State Government: These funds, in the same amount as under the current system, would continue to flow into the new health care system.

Non-patient revenues: These funds would continue to come into the new health care system.

Replacements for Inequitable Funding

In 1998, the U. S. is expected to spend $1,138 billion for health care (CBO 1998). Since the new, universal system will cost the same as the old, we can determine the amount of money that must be replaced as inequitable funding sources are phased out. Three funding streams have been identified that would need to be replaced.

  • Households' purchases of private health insurance premiums, 7% of health care spending or $80 billion in 1998;
  • 80% of household out-of-pocket spending, 15% of spending or $171 billion in 1998;
  • Expenditures on Medicare Part B premiums, 2% of spending or $23 billion in 1998.

In 1998, the total amount that would need to be replaced is $274 billion. Of all the money currently paying for health care, fully 76% would continue to be raised as is currently done with changes within the employer funding stream, as well. Since total expenditures would be unchanged, the changes in financing simply shift costs among payers, However, if a higher level of cost sharing were retained, or if more money were raised from employers, it would be possible to fund a universal system with a smaller increase in taxes.

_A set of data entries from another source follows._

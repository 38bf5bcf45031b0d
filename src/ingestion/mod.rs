//! Source Loader: reads the extracts and lands them in the store.

pub mod delimited;
pub mod loader;
pub mod spreadsheet;

pub use loader::{read_source, LoadedTable, SourceFormat, SourceLoader};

The most equitable way to replace this money is through the federal personal income tax. In 1998, the average, middle-income household will have an income of about $37,290 and pay about $2,088 (5.6 % of income) in federal personal income taxes. (If this number seems small, it is because it omits payroll taxes; nearly three-quarters of households pay more in payroll taxes than federal income taxes.) To fully replace the needed health care funding would require this family to pay an additional 2% of income in federal personal income taxes, or $731, raising their total to $2,819. The increase for families with incomes below this level would be less than 2% of income, and the increase would be larger for upper-income families. Table 3 shows the necessary tax increase for households in five different income categories. Because a system exists to collect personal income taxes, the administrative costs of this change are trivial. In exchange for the tax increase, no American (or American employer) would have to buy health insurance or face any out-of-pocket charges. Everyone would have access to all needed health care services and their insurance could never be lost or taken away. We would also gain a much more efficient system.

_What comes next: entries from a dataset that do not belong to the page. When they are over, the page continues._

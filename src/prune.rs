//! Column Pruner: drops configured columns before a table takes part in joins.

use crate::config::PruneSpec;
use crate::error::{PipelineError, Result};
use polars::prelude::DataFrame;
use tracing::{debug, warn};

/// What to do when a drop-list column is not in the table.
#[derive(Debug, Clone, Copy, PartialEq, Eq, Default)]
pub enum PrunePolicy {
    /// Skip missing columns with a warning
    #[default]
    Tolerant,
    /// Fail with `ColumnNotFound`
    Strict,
}

impl PrunePolicy {
    pub fn from_strict(strict: bool) -> Self {
        if strict {
            PrunePolicy::Strict
        } else {
            PrunePolicy::Tolerant
        }
    }
}

pub struct ColumnPruner<'a> {
    specs: &'a [PruneSpec],
    policy: PrunePolicy,
}

impl<'a> ColumnPruner<'a> {
    pub fn new(specs: &'a [PruneSpec], policy: PrunePolicy) -> Self {
        Self { specs, policy }
    }

    /// Returns `frame` without the columns configured for `table`.
    pub fn prune(&self, table: &str, frame: DataFrame) -> Result<DataFrame> {
        let Some(spec) = self.specs.iter().find(|s| s.table == table) else {
            return Ok(frame);
        };

        let mut pruned = frame;
        let mut dropped = 0;
        for column in &spec.columns {
            if pruned.get_column_index(column).is_none() {
                match self.policy {
                    PrunePolicy::Tolerant => {
                        warn!("{}: column {} already absent, skipping", table, column);
                        continue;
                    }
                    PrunePolicy::Strict => {
                        return Err(PipelineError::ColumnNotFound {
                            table: table.to_string(),
                            column: column.clone(),
                        });
                    }
                }
            }
            pruned = pruned.drop(column)?;
            dropped += 1;
        }

        debug!("{}: dropped {} of {} configured columns", table, dropped, spec.columns.len());
        Ok(pruned)
    }
}

#[cfg(test)]
mod tests {
    use super::*;
    use polars::prelude::*;

    fn specs() -> Vec<PruneSpec> {
        vec![PruneSpec {
            table: "sales".to_string(),
            columns: vec!["CarrierTrackingNumber".to_string(), "CustomerPONumber".to_string()],
        }]
    }

    fn sales() -> DataFrame {
        df!(
            "SalesOrderNumber" => &["SO1", "SO2"],
            "CarrierTrackingNumber" => &["A-1", "A-2"],
            "SalesAmount" => &[10.0, 20.0]
        )
        .unwrap()
    }

    #[test]
    fn test_tolerant_skips_absent_columns() {
        let specs = specs();
        let pruner = ColumnPruner::new(&specs, PrunePolicy::Tolerant);
        let pruned = pruner.prune("sales", sales()).unwrap();
        assert_eq!(pruned.get_column_names(), vec!["SalesOrderNumber", "SalesAmount"]);
        assert_eq!(pruned.height(), 2);
    }

    #[test]
    fn test_strict_rejects_absent_columns() {
        let specs = specs();
        let pruner = ColumnPruner::new(&specs, PrunePolicy::Strict);
        let err = pruner.prune("sales", sales()).unwrap_err();
        assert!(matches!(
            err,
            PipelineError::ColumnNotFound { ref column, .. } if column == "CustomerPONumber"
        ));
    }

    #[test]
    fn test_unconfigured_table_is_untouched() {
        let specs = specs();
        let pruner = ColumnPruner::new(&specs, PrunePolicy::Strict);
        let frame = sales();
        let pruned = pruner.prune("date", frame.clone()).unwrap();
        assert!(pruned.equals(&frame));
    }
}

A publicly-funded, universal health care system is possible. (The public sector currently pays for 44% of all health care, or fully 50% when the public sector's role as employer providing health insurance for employees is also included.) In a new system, the total amount spent on health care would not change. However, to improve equity, new funding sources would be needed for 24% of health expenditures. These replacement funds would be raised through the federal personal income tax, an equitable and affordable way to pay for health care. In exchange for the tax increase, premiums and out-of-pocket spending would be eliminated. For the typical, middle-income household, taxes would rise by $731. For fully 60% of households, the increase would average less than $1,000. For another 20%, the increase would average about $1,600. Only the 20% of households with the highest income would face a larger tax increase. Costs would be distributed from the sick to the healthy, from low- and middle-income households to those with higher incomes, and from business currently providing health care benefits to those that do not. Even more important, greater efficiency and improved cost containment would become possible, leading to sizable savings in the future. The impediment to fundamental reform in health care financing is not economic, but political. Political will, not economic expertise, is what will bring about this important change.